◆ Task goal ◆
The records beneath should be restated word for word.

****************************************

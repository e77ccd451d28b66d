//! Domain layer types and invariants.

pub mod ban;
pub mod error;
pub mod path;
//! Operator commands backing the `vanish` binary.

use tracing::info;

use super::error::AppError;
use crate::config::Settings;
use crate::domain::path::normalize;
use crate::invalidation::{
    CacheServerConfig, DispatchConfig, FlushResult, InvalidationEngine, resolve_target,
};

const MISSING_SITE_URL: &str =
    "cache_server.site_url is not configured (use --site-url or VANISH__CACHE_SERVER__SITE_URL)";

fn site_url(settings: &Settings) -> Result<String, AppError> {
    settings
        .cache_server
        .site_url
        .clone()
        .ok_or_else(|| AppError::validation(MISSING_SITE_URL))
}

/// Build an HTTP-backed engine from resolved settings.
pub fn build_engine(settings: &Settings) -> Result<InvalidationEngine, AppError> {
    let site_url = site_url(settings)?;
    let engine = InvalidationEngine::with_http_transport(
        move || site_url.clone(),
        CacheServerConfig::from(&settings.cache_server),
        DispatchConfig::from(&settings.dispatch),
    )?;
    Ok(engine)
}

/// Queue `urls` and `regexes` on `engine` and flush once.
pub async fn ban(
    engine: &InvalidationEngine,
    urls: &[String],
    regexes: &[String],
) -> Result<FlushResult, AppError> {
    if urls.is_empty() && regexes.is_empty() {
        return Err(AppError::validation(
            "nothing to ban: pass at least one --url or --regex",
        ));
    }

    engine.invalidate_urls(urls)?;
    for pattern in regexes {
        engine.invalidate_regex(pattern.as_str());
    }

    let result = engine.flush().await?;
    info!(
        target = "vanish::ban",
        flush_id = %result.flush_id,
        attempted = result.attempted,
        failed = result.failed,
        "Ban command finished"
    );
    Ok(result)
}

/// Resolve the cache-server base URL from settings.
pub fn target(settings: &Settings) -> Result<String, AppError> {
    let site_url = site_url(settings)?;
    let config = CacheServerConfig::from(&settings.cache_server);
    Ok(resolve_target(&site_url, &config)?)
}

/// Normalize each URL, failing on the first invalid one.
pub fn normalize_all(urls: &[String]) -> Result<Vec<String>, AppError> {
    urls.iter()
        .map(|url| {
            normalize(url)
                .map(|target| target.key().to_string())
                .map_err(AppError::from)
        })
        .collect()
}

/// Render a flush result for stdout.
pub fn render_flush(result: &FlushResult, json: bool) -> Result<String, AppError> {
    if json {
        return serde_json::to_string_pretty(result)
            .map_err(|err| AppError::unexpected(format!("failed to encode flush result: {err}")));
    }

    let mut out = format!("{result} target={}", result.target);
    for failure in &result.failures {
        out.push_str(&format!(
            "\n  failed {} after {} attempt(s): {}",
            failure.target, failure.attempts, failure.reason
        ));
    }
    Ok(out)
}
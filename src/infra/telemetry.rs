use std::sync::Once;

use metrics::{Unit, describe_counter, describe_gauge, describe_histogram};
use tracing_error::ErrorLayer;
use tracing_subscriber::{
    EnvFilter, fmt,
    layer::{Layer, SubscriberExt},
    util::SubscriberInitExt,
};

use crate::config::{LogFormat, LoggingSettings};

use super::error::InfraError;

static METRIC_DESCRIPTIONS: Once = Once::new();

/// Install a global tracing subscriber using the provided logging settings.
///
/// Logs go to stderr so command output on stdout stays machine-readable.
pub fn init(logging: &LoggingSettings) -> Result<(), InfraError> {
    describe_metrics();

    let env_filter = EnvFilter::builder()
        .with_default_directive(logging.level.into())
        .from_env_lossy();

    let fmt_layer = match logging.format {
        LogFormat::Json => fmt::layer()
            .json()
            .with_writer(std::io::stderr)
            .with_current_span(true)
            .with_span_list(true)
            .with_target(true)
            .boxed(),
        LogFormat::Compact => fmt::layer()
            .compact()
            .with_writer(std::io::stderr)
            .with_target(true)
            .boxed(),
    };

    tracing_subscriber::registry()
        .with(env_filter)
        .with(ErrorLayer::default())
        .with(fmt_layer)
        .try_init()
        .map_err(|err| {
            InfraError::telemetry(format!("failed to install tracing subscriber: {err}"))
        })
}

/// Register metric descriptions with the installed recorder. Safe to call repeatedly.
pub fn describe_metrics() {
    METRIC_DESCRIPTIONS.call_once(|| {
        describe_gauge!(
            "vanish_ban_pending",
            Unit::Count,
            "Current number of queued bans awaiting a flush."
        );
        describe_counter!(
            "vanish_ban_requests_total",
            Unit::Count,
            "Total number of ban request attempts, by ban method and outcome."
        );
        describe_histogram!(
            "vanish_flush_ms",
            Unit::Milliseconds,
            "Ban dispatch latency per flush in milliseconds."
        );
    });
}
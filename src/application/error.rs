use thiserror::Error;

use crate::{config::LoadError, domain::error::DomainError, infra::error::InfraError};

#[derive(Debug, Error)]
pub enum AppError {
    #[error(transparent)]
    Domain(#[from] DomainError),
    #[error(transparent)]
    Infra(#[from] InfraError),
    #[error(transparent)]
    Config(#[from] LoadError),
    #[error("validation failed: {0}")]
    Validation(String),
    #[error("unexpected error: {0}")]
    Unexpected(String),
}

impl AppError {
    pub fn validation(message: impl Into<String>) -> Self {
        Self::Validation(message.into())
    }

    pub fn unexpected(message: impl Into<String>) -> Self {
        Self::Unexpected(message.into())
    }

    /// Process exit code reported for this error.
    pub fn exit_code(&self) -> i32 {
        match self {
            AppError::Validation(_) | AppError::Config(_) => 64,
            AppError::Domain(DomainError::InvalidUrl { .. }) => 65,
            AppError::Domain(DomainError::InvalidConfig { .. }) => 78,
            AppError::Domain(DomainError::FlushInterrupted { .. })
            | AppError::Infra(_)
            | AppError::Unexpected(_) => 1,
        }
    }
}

****************************************

◆ Answer to this exercise ◆
repository e77ccd451d28b66d
//! Domain layer types and invariants.

pub mod ban;
pub mod error;
pub mod path;
//! Operator commands backing the `vanish` binary.

use tracing::info;

use super::error::AppError;
use crate::config::Settings;
use crate::domain::path::normalize;
use crate::invalidation::{
    CacheServerConfig, DispatchConfig, FlushResult, InvalidationEngine, resolve_target,
};

const MISSING_SITE_URL: &str =
    "cache_server.site_url is not configured (use --site-url or VANISH__CACHE_SERVER__SITE_URL)";

fn site_url(settings: &Settings) -> Result<String, AppError> {
    settings
        .cache_server
        .site_url
        .clone()
        .ok_or_else(|| AppError::validation(MISSING_SITE_URL))
}

/// Build an HTTP-backed engine from resolved settings.
pub fn build_engine(settings: &Settings) -> Result<InvalidationEngine, AppError> {
    let site_url = site_url(settings)?;
    let engine = InvalidationEngine::with_http_transport(
        move || site_url.clone(),
        CacheServerConfig::from(&settings.cache_server),
        DispatchConfig::from(&settings.dispatch),
    )?;
    Ok(engine)
}

/// Queue `urls` and `regexes` on `engine` and flush once.
pub async fn ban(
    engine: &InvalidationEngine,
    urls: &[String],
    regexes: &[String],
) -> Result<FlushResult, AppError> {
    if urls.is_empty() && regexes.is_empty() {
        return Err(AppError::validation(
            "nothing to ban: pass at least one --url or --regex",
        ));
    }

    engine.invalidate_urls(urls)?;
    for pattern in regexes {
        engine.invalidate_regex(pattern.as_str());
    }

    let result = engine.flush().await?;
    info!(
        target = "vanish::ban",
        flush_id = %result.flush_id,
        attempted = result.attempted,
        failed = result.failed,
        "Ban command finished"
    );
    Ok(result)
}

/// Resolve the cache-server base URL from settings.
pub fn target(settings: &Settings) -> Result<String, AppError> {
    let site_url = site_url(settings)?;
    let config = CacheServerConfig::from(&settings.cache_server);
    Ok(resolve_target(&site_url, &config)?)
}

/// Normalize each URL, failing on the first invalid one.
pub fn normalize_all(urls: &[String]) -> Result<Vec<String>, AppError> {
    urls.iter()
        .map(|url| {
            normalize(url)
                .map(|target| target.key().to_string())
                .map_err(AppError::from)
        })
        .collect()
}

/// Render a flush result for stdout.
pub fn render_flush(result: &FlushResult, json: bool) -> Result<String, AppError> {
    if json {
        return serde_json::to_string_pretty(result)
            .map_err(|err| AppError::unexpected(format!("failed to encode flush result: {err}")));
    }

    let mut out = format!("{result} target={}", result.target);
    for failure in &result.failures {
        out.push_str(&format!(
            "\n  failed {} after {} attempt(s): {}",
            failure.target, failure.attempts, failure.reason
        ));
    }
    Ok(out)
}
filename src/infra/telemetry.rs
use std::sync::Once;

use metrics::{Unit, describe_counter, describe_gauge, describe_histogram};
use tracing_error::ErrorLayer;
use tracing_subscriber::{
    EnvFilter, fmt,
    layer::{Layer, SubscriberExt},
    util::SubscriberInitExt,
};

use crate::config::{LogFormat, LoggingSettings};

use super::error::InfraError;

static METRIC_DESCRIPTIONS: Once = Once::new();

/// Install a global tracing subscriber using the provided logging settings.
///
/// Logs go to stderr so command output on stdout stays machine-readable.
pub fn init(logging: &LoggingSettings) -> Result<(), InfraError> {
    describe_metrics();

    let env_filter = EnvFilter::builder()
        .with_default_directive(logging.level.into())
        .from_env_lossy();

    let fmt_layer = match logging.format {
        LogFormat::Json => fmt::layer()
            .json()
            .with_writer(std::io::stderr)
            .with_current_span(true)
            .with_span_list(true)
            .with_target(true)
            .boxed(),
        LogFormat::Compact => fmt::layer()
            .compact()
            .with_writer(std::io::stderr)
            .with_target(true)
            .boxed(),
    };

    tracing_subscriber::registry()
        .with(env_filter)
        .with(ErrorLayer::default())
        .with(fmt_layer)
        .try_init()
        .map_err(|err| {
            InfraError::telemetry(format!("failed to install tracing subscriber: {err}"))
        })
}

/// Register metric descriptions with the installed recorder. Safe to call repeatedly.
pub fn describe_metrics() {
    METRIC_DESCRIPTIONS.call_once(|| {
        describe_gauge!(
            "vanish_ban_pending",
            Unit::Count,
            "Current number of queued bans awaiting a flush."
        );
        describe_counter!(
            "vanish_ban_requests_total",
            Unit::Count,
            "Total number of ban request attempts, by ban method and outcome."
        );
        describe_histogram!(
            "vanish_flush_ms",
            Unit::Milliseconds,
            "Ban dispatch latency per flush in milliseconds."
        );
    });
}
filename src/application/error.rs
use thiserror::Error;

use crate::{config::LoadError, domain::error::DomainError, infra::error::InfraError};

#[derive(Debug, Error)]
pub enum AppError {
    #[error(transparent)]
    Domain(#[from] DomainError),
    #[error(transparent)]
    Infra(#[from] InfraError),
    #[error(transparent)]
    Config(#[from] LoadError),
    #[error("validation failed: {0}")]
    Validation(String),
    #[error("unexpected error: {0}")]
    Unexpected(String),
}

impl AppError {
    pub fn validation(message: impl Into<String>) -> Self {
        Self::Validation(message.into())
    }

    pub fn unexpected(message: impl Into<String>) -> Self {
        Self::Unexpected(message.into())
    }

    /// Process exit code reported for this error.
    pub fn exit_code(&self) -> i32 {
        match self {
            AppError::Validation(_) | AppError::Config(_) => 64,
            AppError::Domain(DomainError::InvalidUrl { .. }) => 65,
            AppError::Domain(DomainError::InvalidConfig { .. }) => 78,
            AppError::Domain(DomainError::FlushInterrupted { .. })
            | AppError::Infra(_)
            | AppError::Unexpected(_) => 1,
        }
    }
}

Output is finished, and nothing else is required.